If you use this dataset, please cite the Zenodo record as well as the
corresponding paper:

[![DOI](/img/zenodo.3548091.svg)](https://
doi.org/10.5281/zenodo.3548091) - Pythia/Herwig + Delphes samples

- A. Andreassen, P. T. Komiske, E. M. Metodiev, B. Nachman, J. Thaler, 
OmniFold: A Method to Simultaneously Unfold All Observables, [arXiv:1911.09107](https://arxiv.org/abs/1911.09107).
"""
from __future__ import absolute_import, division, print_function

import json
import os
import warnings

import numpy as np

from energyflow.utils import EF_DATA_DIR, ZENODO_URL_PATTERN
from energyflow.utils.data_utils import _get_filepath, _pad_events_axis1

__all__ = ['load']

DROPBOX_URL_PATTERN = 'https://www.dropbox.com/s/{}/{}?dl=1'
FILENAME_PATTERNS = {
    'pythia21': 'Pythia21_Zjet_pTZ-200GeV_{}.npz',
    'pythia25': 'Pythia25_Zjet_pTZ-200GeV_{}.npz',
    'pythia26': 'Pythia26_Zjet_pTZ-200GeV_{}.npz',
    'herwig': 'Herwig_Zjet_pTZ-200GeV_{}.npz'
}
DATASETS = frozenset(FILENAME_PATTERNS.keys())
KEYS = {
    # jets
    'jets': 'Jet four vectors, [pt, y, phi, m]',
    'particles': 'Jet constituents, [pt, y, phi, pid_float]',

    # Zs
    'Zs': 'Z momenta, [pt, y, phi]',

    # observables
    'ang2s': 'Jet angularity, beta = 2',
    'lhas': 'Les Houches Angularity, beta = 1/2',
    'mults': 'Jet constituent multiplicity',
    'sdms': 'Soft Dropped jet mass, zcut = 0.1, beta = 0',
    'tau2s': '2-subjettiness, beta = 1',
    'widths': 'Jet widths, beta = 1',
    'zgs': 'Groomed momentum fraction, zcut = 0.1, beta = 0',
}
NUM_FILES = 17
SOURCES = ['dropbox', 'zenodo']
ZENODO_RECORD = '3548091'

def load(dataset, num_data=100000, pad=False, cache_dir='~/.energyflow', source='zenodo', 
                  which='all', include_keys=None, exclude_keys=None):
    """Loads in the Z+jet Pythia/Herwig + Delphes datasets.
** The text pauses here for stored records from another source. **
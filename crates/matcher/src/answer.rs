use std::fmt::Write;

use index::DocumentMetadata;
use tracing::warn;

use crate::generation::TextGenerator;
use crate::types::SearchResult;

const SYSTEM_PROMPT: &str = "You answer questions about a training program using only the \
numbered sources provided. Cite sources inline as [n]. Be concise. If the sources do not \
contain the answer, say so.";

pub(crate) const NO_GENERATOR_MESSAGE: &str =
    "Answer generation needs an API key or the local server option; showing search results only.";

const NO_SOURCES_MESSAGE: &str =
    "No document was a confident match for this question, so no answer was generated.";

/// Formats one result as a numbered source block for the prompt.
pub fn format_citation(n: usize, result: &SearchResult) -> String {
    let mut out = String::new();
    match &result.metadata {
        DocumentMetadata::Insight(m) => {
            let _ = write!(out, "[{n}] Interview insight");
            if let Some(expert) = &m.expert {
                let _ = write!(out, " from {expert}");
                let affiliation: Vec<&str> = [m.role.as_deref(), m.organization.as_deref()]
                    .into_iter()
                    .flatten()
                    .collect();
                if !affiliation.is_empty() {
                    let _ = write!(out, " ({})", affiliation.join(", "));
                }
            }
            if let Some(topic) = &m.topic {
                let _ = write!(out, " on {topic}");
            }
            let _ = write!(out, "\n{}", m.quote.as_deref().unwrap_or(&result.text));
            if let Some(source) = &m.source {
                let _ = write!(out, "\nSource: {source}");
            }
        }
        DocumentMetadata::Curriculum(m) => {
            let _ = write!(out, "[{n}] Curriculum");
            if let Some(module) = &m.module {
                let _ = write!(out, " module {module}");
            }
            if let Some(day) = m.day {
                let _ = write!(out, ", day {day}");
            }
            if let Some(theme) = &m.day_theme {
                let _ = write!(out, " ({theme})");
            }
            if let Some(activity) = &m.activity_name {
                let _ = write!(out, ": {activity}");
            }
            if let Some(duration) = &m.duration {
                let _ = write!(out, " [{duration}]");
            }
            if let Some(purpose) = &m.purpose {
                let _ = write!(out, "\nPurpose: {purpose}");
            }
            let _ = write!(out, "\n{}", result.text);
            if let Some(homework) = &m.homework {
                let _ = write!(out, "\nHomework: {homework}");
            }
        }
        DocumentMetadata::MetadataFact(m) => {
            let _ = write!(out, "[{n}] Project fact");
            if let Some(category) = &m.category {
                let _ = write!(out, " ({category})");
            }
            match (&m.label, &m.value) {
                (Some(label), Some(value)) => {
                    let _ = write!(out, "\n{label}: {value}");
                }
                _ => {
                    let _ = write!(out, "\n{}", result.text);
                }
            }
            if let Some(source) = &m.source {
                let _ = write!(out, "\nSource: {source}");
            }
        }
    }
    out
}

/// Numbered source blocks, 1-based, in rank order.
pub fn build_context(results: &[SearchResult]) -> String {
    results
        .iter()
        .enumerate()
        .map(|(i, result)| format_citation(i + 1, result))
        .collect::<Vec<_>>()
        .join("\n\n")
}

/// Turns ranked results into a cited answer. Never fails: problems become a
/// message the caller can show next to the results.
pub struct AnswerComposer {
    generator: Option<Box<dyn TextGenerator>>,
}

impl AnswerComposer {
    pub fn new(generator: Option<Box<dyn TextGenerator>>) -> Self {
        Self { generator }
    }

    pub async fn compose(&self, question: &str, results: &[SearchResult]) -> String {
        let Some(generator) = &self.generator else {
            return NO_GENERATOR_MESSAGE.to_string();
        };
        if results.is_empty() {
            return NO_SOURCES_MESSAGE.to_string();
        }

        let prompt = format!(
            "Sources:\n\n{}\n\nQuestion: {question}",
            build_context(results)
        );
        match generator.generate(SYSTEM_PROMPT, &prompt).await {
            Ok(answer) => answer,
            Err(err) => {
                warn!(method = ?generator.method(), error = %err, "answer generation failed");
                format!(
                    "The answer could not be generated ({err}). The search results are still shown."
                )
            }
        }
    }
}
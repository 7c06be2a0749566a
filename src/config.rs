//! YAML configuration for `kbsearch`
//!
//! One file configures every layer: the embedding providers (`semantic`), the
//! on-disk collections (`collections`), ranking (`search`), the optional
//! answer step (`generation`) and logging. Every section and field has a
//! default, so an empty file is a valid configuration.
//!
//! ## Example YAML Configuration
//!
//! ```yaml
//! version: "1.0"
//!
//! semantic:
//!   model_name: "bge-large-en-v1.5"
//!   model_path: "./models/bge-large-en-v1.5/model.onnx"
//!   local_dimension: 1024
//!   api_model: "text-embedding-3-large"
//!   api_dimensions: [3072, 1536]
//!
//! collections:
//!   root: "./data"
//!   specs:
//!     - { dimension: 1024, suffix: "_1024" }
//!     - { dimension: 3072, suffix: "_3072" }
//!
//! search:
//!   top_k: 5
//!   min_similarity: 0.1
//!
//! generation:
//!   api_model: "gpt-4o-mini"
//!   local_server_model: "llama3.2"
//!
//! logging:
//!   level: "info"
//!   format: "json"
//! ```
//!
//! [`KbConfig::load`] layers an optional `kbsearch.yaml` with `KB__`-prefixed
//! environment variables (`KB__SEARCH__TOP_K=8`), after reading `.env`.

use std::fs;
use std::path::Path;

use index::CollectionLayout;
use matcher::{GenerationConfig, SearchSettings};
use semantic::SemanticConfig;
use serde::{Deserialize, Serialize};
use thiserror::Error;

/// Default file name looked up by [`KbConfig::load`], without extension.
pub const DEFAULT_CONFIG_NAME: &str = "kbsearch";
/// Prefix of environment overrides; nested keys are separated by `__`.
pub const ENV_PREFIX: &str = "KB";

#[derive(Debug, Error)]
pub enum ConfigLoadError {
    #[error("failed to read config file: {0}")]
    FileRead(#[from] std::io::Error),

    #[error("failed to parse YAML: {0}")]
    YamlParse(#[from] serde_yaml::Error),

    #[error("failed to layer configuration sources: {0}")]
    Layered(#[from] config::ConfigError),

    #[error("validation error: {0}")]
    Validation(String),

    #[error("unsupported config version: {0}")]
    UnsupportedVersion(String),
}

#[derive(Debug, Clone, Copy, PartialEq, Eq, Default, Serialize, Deserialize)]
#[serde(rename_all = "lowercase")]
pub enum LogFormat {
    #[default]
    Json,
    Pretty,
}

#[derive(Debug, Clone, PartialEq, Serialize, Deserialize)]
#[serde(default)]
pub struct LoggingConfig {
    /// `EnvFilter` directive; `RUST_LOG` takes precedence when set.
    pub level: String,
    pub format: LogFormat,
}

impl Default for LoggingConfig {
    fn default() -> Self {
        Self {
            level: "info".into(),
            format: LogFormat::Json,
        }
    }
}

/// Top-level configuration.
#[derive(Debug, Clone, PartialEq, Serialize, Deserialize)]
pub struct KbConfig {
    #[serde(default = "default_version")]
    pub version: String,

    #[serde(default)]
    pub semantic: SemanticConfig,

    #[serde(default)]
    pub collections: CollectionLayout,

    #[serde(default)]
    pub search: SearchSettings,

    #[serde(default)]
    pub generation: GenerationConfig,

    #[serde(default)]
    pub logging: LoggingConfig,
}

impl Default for KbConfig {
    fn default() -> Self {
        Self {
            version: default_version(),
            semantic: SemanticConfig::default(),
            collections: CollectionLayout::default(),
            search: SearchSettings::default(),
            generation: GenerationConfig::default(),
            logging: LoggingConfig::default(),
        }
    }
}

impl KbConfig {
    /// Load a YAML configuration file from the given path
    pub fn from_file<P: AsRef<Path>>(path: P) -> Result<Self, ConfigLoadError> {
        let content = fs::read_to_string(path)?;
        Self::from_yaml(&content)
    }

    /// Parse YAML configuration from a string
    pub fn from_yaml(yaml: &str) -> Result<Self, ConfigLoadError> {
        let config: KbConfig = serde_yaml::from_str(yaml)?;
        config.validate()?;
        Ok(config)
    }

    /// Reads `.env`, then layers `path` (or an optional `kbsearch.yaml` in the
    /// working directory) under `KB__` environment overrides.
    pub fn load(path: Option<&Path>) -> Result<Self, ConfigLoadError> {
        let _ = dotenvy::dotenv();

        let file = match path {
            Some(path) => config::File::from(path).required(true),
            None => config::File::with_name(DEFAULT_CONFIG_NAME).required(false),
        };
        let layered = config::Config::builder()
            .add_source(file)
            .add_source(
                config::Environment::with_prefix(ENV_PREFIX)
                    .prefix_separator("__")
                    .separator("__")
                    .try_parsing(true),
            )
            .build()?;

        let config: KbConfig = layered.try_deserialize()?;
        config.validate()?;
        Ok(config)
    }

    pub fn validate(&self) -> Result<(), ConfigLoadError> {
        match self.version.as_str() {
            "1.0" | "1" => Ok(()),
            v => Err(ConfigLoadError::UnsupportedVersion(v.to_string())),
        }?;

        self.semantic
            .validate()
            .map_err(|e| ConfigLoadError::Validation(e.to_string()))?;
        self.search
            .validate()
            .map_err(|e| ConfigLoadError::Validation(e.to_string()))?;
        self.generation
            .validate()
            .map_err(|e| ConfigLoadError::Validation(e.to_string()))?;

        if self.collections.specs.is_empty() {
            return Err(ConfigLoadError::Validation(
                "collections.specs must list at least one dimension".into(),
            ));
        }
        let mut seen = std::collections::HashSet::new();
        for spec in &self.collections.specs {
            if spec.dimension == 0 {
                return Err(ConfigLoadError::Validation(
                    "collection dimension must be > 0".into(),
                ));
            }
            if !seen.insert(spec.suffix.as_str()) {
                return Err(ConfigLoadError::Validation(format!(
                    "collection suffix `{}` is used twice",
                    spec.suffix
                )));
            }
        }
        Ok(())
    }
}

fn default_version() -> String {
    "1.0".to_string()
}
use std::fmt;
use std::str::FromStr;

use serde::{Deserialize, Serialize};

use crate::SemanticError;

/// The closed set of ways a query can be turned into a vector.
#[derive(Debug, Clone, Copy, PartialEq, Eq, Hash, Serialize, Deserialize)]
#[serde(rename_all = "snake_case")]
pub enum EmbeddingMethod {
    /// Bundled ONNX model, no network.
    Local,
    /// OpenAI-compatible embeddings API, caller-supplied credential.
    Remote,
    /// Ollama-style server on the same machine.
    LocalServer,
}

impl EmbeddingMethod {
    pub fn as_str(&self) -> &'static str {
        match self {
            EmbeddingMethod::Local => "local",
            EmbeddingMethod::Remote => "remote",
            EmbeddingMethod::LocalServer => "local_server",
        }
    }
}

impl fmt::Display for EmbeddingMethod {
    fn fmt(&self, f: &mut fmt::Formatter<'_>) -> fmt::Result {
        f.write_str(self.as_str())
    }
}

impl FromStr for EmbeddingMethod {
    type Err = SemanticError;

    fn from_str(s: &str) -> Result<Self, Self::Err> {
        match s.trim().to_ascii_lowercase().as_str() {
            "local" | "onnx" => Ok(EmbeddingMethod::Local),
            "remote" | "api" => Ok(EmbeddingMethod::Remote),
            "local_server" | "local-server" | "ollama" => Ok(EmbeddingMethod::LocalServer),
            other => Err(SemanticError::InvalidConfig(format!(
                "unknown embedding method `{other}`"
            ))),
        }
    }
}

/// Embedding output.
#[derive(Debug, Clone, Serialize, Deserialize, PartialEq)]
pub struct SemanticEmbedding {
    /// Final embedding values.
    pub vector: Vec<f32>,
    /// Provider that produced the vector.
    pub method: EmbeddingMethod,
    /// Name of the model used to produce the vector.
    pub model_name: String,
    /// Dimension of `vector`.
    pub embedding_dim: usize,
    /// Whether [`vector`](Self::vector) has unit length.
    pub normalized: bool,
}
Any file that is
    needed that has not been cached will be automatically downloaded.
    Downloaded files are cached for later use. Checksum verification is
    performed.

    **Arguments**

    - **datasets**: {`'Herwig'`, `'Pythia21'`, `'Pythia25'`, `'Pythia26'`}
        - The dataset (specified by which generator/tune was used to produce
        it) to load. Note that this argument is not sensitive to
        capitalization.
    - **num_data**: _int_
        - The number of events to read in. A value of `-1` means to load all
        available events.
    - **pad**: _bool_
        - Whether to pad the particles with zeros in order to form contiguous
        arrays.
    - **cache_dir**: _str_
        - Path to the directory where the dataset files should be stored.
    - **source**: {`'dropbox'`, `'zenodo'`}
        - Which location to obtain the files from.
    - **which**: {`'gen'`, `'sim'`, `'all'`}
        - Which type(s) of events to read in. Each dataset has corresponding
        generated events at particle-level and simulated events at
        detector-level.
    - **include_keys**: _list_ or_tuple_ of _str_, or `None`
        - If not `None`, load these keys from the dataset files. A value of
        `None` uses all available keys (the `KEYS` global variable of this
        module contains the available keys as keys of the dictionary and
        brief descriptions as values). Note that keys do not have 'sim' or
        'gen' prepended to the front yet.
    - **exclude_keys**: _list_ or _tuple_ or _str_, or `None`
        - Any keys to exclude from loading. Most useful when a small number of
        keys should be excluded from the default set of keys.

    **Returns**

    - _dict_ of _numpy.ndarray_
        - A dictionary of the jet, particle, and observable arrays for the
        specified dataset.
    """

    # load info from JSON file
    if 'INFO' not in globals():
        global INFO
        with open(os.path.join(EF_DATA_DIR, 'ZjetsDelphes.json'), 'r') as f:
            INFO = json.load(f)

    # check that options are valid
    dataset_low = dataset.lower()
    if dataset_low not in DATASETS:
        raise ValueError("Invalid dataset '{}'".format(dataset))
    if source not in SOURCES:
        raise ValueError("Invalud source '{}'".format(source))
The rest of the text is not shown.